A Mossbauer study of57Fe-doped CsCoBr3and RbCoCl3

Abstract

⁵⁷Fe Mossbauer spectra of CsCo_0.997⁵⁷Fe_0.003Br₃ and RbCo_0.99⁵⁷Fe_0.001Cl₃ between 5 K and room temperature are reported. In both compounds, the quadrupole slitting is found to be negative, and it is deduced that the Fe²⁺ ion has a singlet ground state with nearly zero orbital and spin angular momentum for temperatures above the three-dimensional magnetic ordering temperature T_N1. The Mossbauer spectra of CsCo_0.997⁵⁷Fe_0.003Br₃ and RbCo_0.99⁵⁷Fe_0.01Cl₃ are consistent with a transition to a partially disordered antiferromagnetic phase at T_Nl, and a transition to a fully ordered ferrimagnetic phase at T_N2. The transition temperatures T_N1 are not significantly lower than those in the pure compounds, i.e. 28.3 K in CsCoBr₃ and 28 K in RbCoCl₃. T_N2 is found to be 12 K in CsCo_0.997⁵⁷Fe_0.003Br₃, and 4-14 K in RbCo_0.99⁵⁷Fe_0.01Cl₃. Two types of relaxation process are found in the Mossbauer spectra of these two compounds at temperatures below T_Nl.
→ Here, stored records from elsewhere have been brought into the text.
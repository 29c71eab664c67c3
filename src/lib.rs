//! rsperf - network throughput measurement speaking the iperf3 control protocol
//!
//! This library runs iperf3-compatible throughput tests in client and server
//! roles. A client connects to a server, negotiates the test over a TCP
//! control connection and drives one or more TCP or UDP data streams; both
//! sides collect per-interval statistics and exchange their results at the
//! end.
//!
//! # Features
//!
//! - TCP and UDP throughput testing
//! - Normal, reverse and bidirectional modes with parallel streams
//! - Duration, byte-count and block-count end conditions
//! - Rate pacing, omit (warm-up) periods and a server-side bitrate ceiling
//! - UDP loss, jitter and out-of-order accounting
//! - Human-readable and JSON output, progress callbacks
//! - Asynchronous I/O using tokio
//!
//! # Example
//!
//! ```no_run
//! use rsperf::{Client, Config, Server};
//!
//! # #[tokio::main]
//! # async fn main() -> Result<(), Box<dyn std::error::Error>> {
//! let server = Server::bind(Config::server(0).with_one_off(true)).await?;
//! let port = server.local_addr().port();
//! tokio::spawn(async move { server.run().await });
//!
//! let client = Client::new(Config::client("127.0.0.1".to_string(), port).with_bytes(1_000_000))?;
//! let report = client.run().await?;
//! println!("{} bytes received", report.end.sum_received.bytes);
//! # Ok(())
//! # }
//! ```

pub mod client;
pub mod config;
pub mod error;
pub mod measurements;
pub mod pacing;
pub mod protocol;
pub mod reporter;
pub mod server;
pub mod state;
pub mod stream;
pub mod timer;
pub mod transport;
pub mod udp_packet;
mod worker;

pub use client::{Client, ProgressCallback, ProgressEvent};
pub use config::{Config, EndCondition, Protocol, Role, Settings, TestMode};
pub use error::{Error, Result};
pub use measurements::TestReport;
pub use reporter::OutputSink;
pub use server::{Authorizer, Server};
pub use state::TestState;

/// Library version
pub const VERSION: &str = env!("CARGO_PKG_VERSION");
One is attributed to electronic relaxation between the lowest states of the Fe²⁺ ion; the other, which is present only at T_N2 and above, to solitons in the chains of magnetic ions that are excluded from the three-dimensional order between T_N1 and T_N2. The temperature variation of the linewidths in the Mossbauer spectra of RbCo_0.99⁵⁷Fe_0.01Cl₃ above T_N1 is consistent with solitons being present in this material.